In response to the Level 1 more stringent COVID-19 restrictions announced by Premier Jason Kenney on April 6, 2021, Sigurdson and 16 other UCP MLAs signed an open letter to the premier, calling on him to roll back the restrictions. All of the MLAs who cosigned the appeal represent ridings outside the two largest cities of Calgary and Edmonton.

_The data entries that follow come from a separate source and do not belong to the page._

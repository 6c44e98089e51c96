//! Social login middleware and extractors for axum.
//!
//! This module provides:
//! - `social_auth_middleware` - Layer that runs check-path requests through the firewall
//! - `RequireAuth` - Extractor that requires a completed social login
//! - `OptionalAuth` - Extractor for optional authentication
//!
//! # Architecture
//!
//! The middleware only talks to `SocialAuthFirewall`; which toolkit backs
//! the firewall is invisible here.
//!
//! ```text
//! Request → social_auth_middleware ─ check path? ─no──► handler
//!                    │ yes
//!                    ▼
//!            firewall.handle(session key, path)
//!              ├─ Redirect(url)      → 302 to provider
//!              ├─ Authenticated(tok) → injects AuthenticatedUser + token → handler
//!              ├─ NotHandled         → handler
//!              └─ Err                → 302 to login path (503 if transient)
//! ```
//!
//! The session key travels in a cookie; a fresh key is minted and set
//! when the request carries none.
//!
//! # Example
//!
//! ```ignore
//! use axum::{Router, routing::get, middleware};
//! use std::sync::Arc;
//!
//! let firewall = Arc::new(SocialAuthFirewall::new(&config, factory, users, store)?);
//!
//! let app = Router::new()
//!     .route("/login/check-facebook", get(callback))
//!     .layer(middleware::from_fn_with_state(firewall.clone(), social_auth_middleware));
//!
//! async fn callback(RequireAuth(user): RequireAuth) -> String {
//!     format!("Hello, {}!", user.username)
//! }
//! ```

use std::sync::Arc;

use axum::{
    extract::{Request, State},
    http::{header, HeaderMap, HeaderValue, StatusCode},
    middleware::Next,
    response::{IntoResponse, Response},
    Json,
};

use crate::adapters::http::handlers::{entry_point_response, found};
use crate::application::{AuthenticationResult, SocialAuthFirewall};
use crate::domain::foundation::{AuthenticatedUser, SessionKey};

/// Middleware state - the configured firewall.
pub type SocialAuthState = Arc<SocialAuthFirewall>;

/// Social login middleware.
///
/// This middleware:
/// 1. Reads the session key from the session cookie, minting one if absent
/// 2. Runs the request path through `SocialAuthFirewall::handle`
/// 3. On redirect, answers 302 with the provider's URL
/// 4. On success, injects `AuthenticatedUser` and `SocialAuthToken` into extensions
/// 5. On provider or lookup failure, redirects to the login path
/// 6. On infrastructure failure, returns 503 Service Unavailable
///
/// The `SessionKey` is always inserted into request extensions.
pub async fn social_auth_middleware(
    State(firewall): State<SocialAuthState>,
    mut request: Request,
    next: Next,
) -> Response {
    let (key, minted) = match session_key_from_headers(request.headers(), firewall.cookie_name()) {
        Some(key) => (key, false),
        None => (SessionKey::new(), true),
    };
    let path = request.uri().path().to_string();

    let mut response = match firewall.handle(&key, &path).await {
        Ok(AuthenticationResult::NotHandled) => {
            request.extensions_mut().insert(key);
            next.run(request).await
        }
        Ok(AuthenticationResult::Redirect(url)) => {
            tracing::debug!(path = %path, "Sending user to provider");
            found(&url)
        }
        Ok(AuthenticationResult::Authenticated(token)) => {
            request.extensions_mut().insert(key);
            request.extensions_mut().insert(token.user.clone());
            request.extensions_mut().insert(token);
            next.run(request).await
        }
        Err(e) if e.is_transient() => {
            tracing::error!(error = %e, "Social auth unavailable");
            service_unavailable()
        }
        Err(e) => {
            tracing::warn!(
                path = %path,
                provider = e.provider().map(|p| p.as_str()).unwrap_or("-"),
                error = %e,
                "Social login failed"
            );
            entry_point_response(firewall.login_path())
        }
    };

    if minted {
        if let Some(cookie) = session_cookie(firewall.cookie_name(), &key) {
            response.headers_mut().append(header::SET_COOKIE, cookie);
        }
    }
    response
}

/// Reads the session key from the named cookie.
///
/// A cookie that is missing or does not hold a valid key yields `None`.
pub fn session_key_from_headers(headers: &HeaderMap, cookie_name: &str) -> Option<SessionKey> {
    headers
        .get_all(header::COOKIE)
        .iter()
        .filter_map(|value| value.to_str().ok())
        .flat_map(|value| value.split(';'))
        .filter_map(|pair| pair.trim().split_once('='))
        .find(|(name, _)| *name == cookie_name)
        .and_then(|(_, value)| value.parse().ok())
}

fn session_cookie(cookie_name: &str, key: &SessionKey) -> Option<HeaderValue> {
    HeaderValue::from_str(&format!(
        "{}={}; Path=/; HttpOnly; SameSite=Lax",
        cookie_name, key
    ))
    .ok()
}

fn service_unavailable() -> Response {
    (
        StatusCode::SERVICE_UNAVAILABLE,
        Json(serde_json::json!({
            "error": "Authentication service unavailable",
            "code": "AUTH_UNAVAILABLE"
        })),
    )
        .into_response()
}

/// Extractor that requires authentication.
///
/// Succeeds only on requests where the middleware completed a social
/// login; returns 401 Unauthorized otherwise.
///
/// # Example
///
/// ```ignore
/// async fn my_handler(RequireAuth(user): RequireAuth) -> impl IntoResponse {
///     format!("Hello, {}!", user.username)
/// }
/// ```
#[derive(Debug, Clone)]
pub struct RequireAuth(pub AuthenticatedUser);

impl<S> axum::extract::FromRequestParts<S> for RequireAuth
where
    S: Send + Sync,
{
    type Rejection = AuthRejection;

    fn from_request_parts<'life0, 'life1, 'async_trait>(
        parts: &'life0 mut axum::http::request::Parts,
        _state: &'life1 S,
    ) -> std::pin::Pin<
        Box<dyn std::future::Future<Output = Result<Self, Self::Rejection>> + Send + 'async_trait>,
    >
    where
        'life0: 'async_trait,
        'life1: 'async_trait,
        Self: 'async_trait,
    {
        Box::pin(async move {
            parts
                .extensions
                .get::<AuthenticatedUser>()
                .cloned()
                .map(RequireAuth)
                .ok_or(AuthRejection::Unauthenticated)
        })
    }
}

/// Extractor for optional authentication.
///
/// # Example
///
/// ```ignore
/// async fn my_handler(OptionalAuth(user): OptionalAuth) -> impl IntoResponse {
///     match user {
///         Some(u) => format!("Hello, {}!", u.username),
///         None => "Hello, guest!".to_string(),
///     }
/// }
/// ```
#[derive(Debug, Clone)]
pub struct OptionalAuth(pub Option<AuthenticatedUser>);

impl<S> axum::extract::FromRequestParts<S> for OptionalAuth
where
    S: Send + Sync,
{
    type Rejection = std::convert::Infallible;

    fn from_request_parts<'life0, 'life1, 'async_trait>(
        parts: &'life0 mut axum::http::request::Parts,
        _state: &'life1 S,
    ) -> std::pin::Pin<
        Box<dyn std::future::Future<Output = Result<Self, Self::Rejection>> + Send + 'async_trait>,
    >
    where
        'life0: 'async_trait,
        'life1: 'async_trait,
        Self: 'async_trait,
    {
        Box::pin(async move {
            let user = parts.extensions.get::<AuthenticatedUser>().cloned();
            Ok(OptionalAuth(user))
        })
    }
}

/// Rejection type for authentication failures.
#[derive(Debug, Clone)]
pub enum AuthRejection {
    /// No social login was completed on this request.
    Unauthenticated,
}

impl IntoResponse for AuthRejection {
    fn into_response(self) -> Response {
        let (status, message) = match self {
            AuthRejection::Unauthenticated => {
                (StatusCode::UNAUTHORIZED, "Authentication required")
            }
        };

        (
            status,
            Json(serde_json::json!({
                "error": message,
                "code": "UNAUTHENTICATED"
            })),
        )
            .into_response()
    }
}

A recall petition against Sigurdson was approved by Elections Alberta on November 14, 2025. Signature collection runs from November 25, 2025 to February 22, 2026, requiring 15,788 signatures.

==Electoral history==
===2023 General Election===

v; t; e; 2023 Alberta general election: Highwood
Party: Candidate; Votes; %; ±%
United Conservative; R.J. Sigurdson; 17,990; 68.90; -4.36
New Democratic; Jessica Hallam; 7,540; 28.88; +11.37
Wildrose Independence; Mike Lorusso; 580; 2.22; –
Total: 26,110; 99.22; –
Rejected and declined: 204; 0.78
Turnout: 26,314; 67.31
Eligible voters: 39,093
United Conservative hold; Swing; -7.86
Source(s) Source: Elections Alberta

===2019 General Election===

v; t; e; 2019 Alberta general election: Highwood
| Party | Candidate | Votes | % | ±% |
|  | United Conservative | R.J. Sigurdson | 18,635 | 73.26% | -0.78% |
|  | New Democratic | Erik Overland | 4,453 | 17.51% | -1.51% |
|  | Alberta Party | Ron Kerr | 1,988 | 7.82% | 3.51% |
|  | Alberta Independence | Dan Irving | 362 | 1.42% | – |
| Total |  |  | 25,438 | – | – |
| Rejected, spoiled and declined |  |  | 208 | 35 | 9 |
| Eligible electors / turnout |  |  | 35,422 | 72.43% | 16.62% |
|  | United Conservative hold |  | Swing |  | 23.83% |
Source(s) Source: "65 - Highwood, 2019 Alberta general election". officialresults.elections.ab.ca. Elections Alberta. Retrieved May 21, 2020. Alberta. Chief Electoral Officer (2019). 2019 General Election. A Report of the Chief Electoral Officer. Volume II (PDF) (Report). Vol. 2. Edmonton, Alta.: Elections Alberta. pp. 296–301. ISBN 978-1-988620-12-1. Retrieved April 7, 2021.